Fifth, comes “the explosion—the mental insight, the sudden leap beyond logic, beyond the usual stepping-stones to normal solutions” (Young’s fourth step).

Ah, but even though they all generally agree on the steps you must take to get an idea, none of them talks much about the condition you must be in to climb those steps. And if you’re not in condition, it doesn’t make any difference if you know the steps; you’ll never get the ideas that you’re capable of getting.

For telling most people how to get an idea is a little like telling a first grader to find x when x+ 9 = 2x + 4, or like telling a person with weak legs how to high jump. Just as you must know algebra before you can solve an equation, and just as you must have strong legs before you can high jump, so you must condition your mind before you can get an idea.
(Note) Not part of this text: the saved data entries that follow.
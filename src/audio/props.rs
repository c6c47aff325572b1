//! Property sets attached to server objects, and the ALSA card predicate.

use std::collections::BTreeMap;

use serde::Deserialize;

pub const DEVICE_CLASS: &str = "device.class";
pub const DEVICE_API: &str = "device.api";
pub const ALSA_CARD_NAME: &str = "alsa.card_name";

/// String keys to string values, as the audio server reports them.
#[derive(Debug, Clone, Default, PartialEq, Eq, Deserialize)]
#[serde(transparent)]
pub struct PropertySet(BTreeMap<String, String>);

impl PropertySet {
    pub fn new() -> Self {
        Self::default()
    }

    pub fn get(&self, key: &str) -> Option<&str> {
        self.0.get(key).map(String::as_str)
    }

    pub fn insert(&mut self, key: impl Into<String>, value: impl Into<String>) {
        self.0.insert(key.into(), value.into());
    }

    pub fn with(mut self, key: impl Into<String>, value: impl Into<String>) -> Self {
        self.insert(key, value);
        self
    }

    /// True iff `key` is present and equal to `expected`.
    pub fn matches(&self, key: &str, expected: &str) -> bool {
        self.get(key) == Some(expected)
    }

    /// Renders the set as `key="value"` pairs, the form module arguments accept.
    pub fn to_module_arg(&self) -> String {
        self.0
            .iter()
            .map(|(key, value)| format!("{}=\"{}\"", key, escape(value)))
            .collect::<Vec<_>>()
            .join(" ")
    }
}

impl<K: Into<String>, V: Into<String>> FromIterator<(K, V)> for PropertySet {
    fn from_iter<I: IntoIterator<Item = (K, V)>>(iter: I) -> Self {
        Self(iter.into_iter().map(|(k, v)| (k.into(), v.into())).collect())
    }
}

fn escape(value: &str) -> String {
    let mut out = String::with_capacity(value.len());
    for c in value.chars() {
        if matches!(c, '"' | '\\') {
            out.push('\\');
        }
        out.push(c);
    }
    out
}

/// Does this property set describe the ALSA sound card `card_name`?
pub fn matches_alsa_card(props: &PropertySet, card_name: &str) -> bool {
    props.matches(DEVICE_CLASS, "sound")
        && props.matches(DEVICE_API, "alsa")
        && props.matches(ALSA_CARD_NAME, card_name)
}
The first ten chapters make up Part I of this book. They discuss Ten Ways to Idea-Condition Your Mind. You may read them in any order.

1. Have Fun

2. Be More Like a Child

3. Become Idea-Prone

4. Visualize Success

5. Rejoice in Failure

6. Get More Inputs

7. Screw Up Your Courage

8. Team Up with Energy

9. Rethink Your Thinking

10. Learn How to Combine

The last five chapters make up Part II of this book.

They talk about A Five-Step Method for Producing Ideas that should be taken in sequence. Although I use different words, I too generally agree with Young. (Two exceptions: I add one step to his—the need to define the problem; and I combine his third and fourth steps because they seem one step to me, not two.)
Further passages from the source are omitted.